In May, NASA sent VolcanoBot 1 down 82 feet (25 meters) to two locations on the fissure. The wheeled robot is about 12 inches (30 centimeters) long with wheels that are 6.7 inches wide (17 cm).

"In order to eventually understand how to predict eruptions and conduct hazard assessments, we need to understand how the magma is coming out of the ground," Parcheta said in a NASA statement. "This is the first time we have been able to measure it directly, from the inside, to centimeter-scale accuracy."

The scientists found, however, that VolcanoBot 1 was too large and it's motors too weak to reach the fissure's bottom. Therefore, VolcanoBot 2 was born.

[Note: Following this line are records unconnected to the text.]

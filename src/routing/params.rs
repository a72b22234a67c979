//! Parameters extracted from a matched path

use super::converter::Value;

/// Typed route parameters in pattern order
#[derive(Debug, Clone, Default, PartialEq)]
pub struct Params(Vec<(String, Value)>);

impl Params {
    pub(super) fn push(&mut self, name: &str, value: Value) {
        self.0.push((name.to_string(), value));
    }

    pub fn get(&self, name: &str) -> Option<&Value> {
        self.0.iter().find(|(n, _)| n == name).map(|(_, v)| v)
    }

    pub fn get_str(&self, name: &str) -> Option<&str> {
        self.get(name).and_then(Value::as_str)
    }

    pub fn get_int(&self, name: &str) -> Option<u64> {
        self.get(name).and_then(Value::as_int)
    }

    pub fn get_float(&self, name: &str) -> Option<f64> {
        self.get(name).and_then(Value::as_float)
    }

    pub fn iter(&self) -> impl Iterator<Item = (&str, &Value)> {
        self.0.iter().map(|(n, v)| (n.as_str(), v))
    }
}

With its length of 10 inches (25 cm), VolcanoBot 2 is smaller and lighter than its predecessor, with features that allow it to look up, down and around a fissure.

Data will be collected and stored onboard VolcanoBot 2, and the robot's 3D live- video feed will allow Parcheta and her colleagues to navigate its path more accurately.

Parcheta hopes the project will help scientists build more complex models of how volcanoes erupt.

And the tiny robots won't only add to our knowledge of Earth's volcanoes. NASA hopes technology like the VolcanoBots can someday be used to explore how volcanoes once erupted on Mars and other solar system locales.

"In the last few years, NASA spacecraft have sent back incredible pictures of caves, fissures and what look like volcanic vents on Mars and the moon," Parness said. "We don't have the technology yet to explore them, but they are so tantalizing."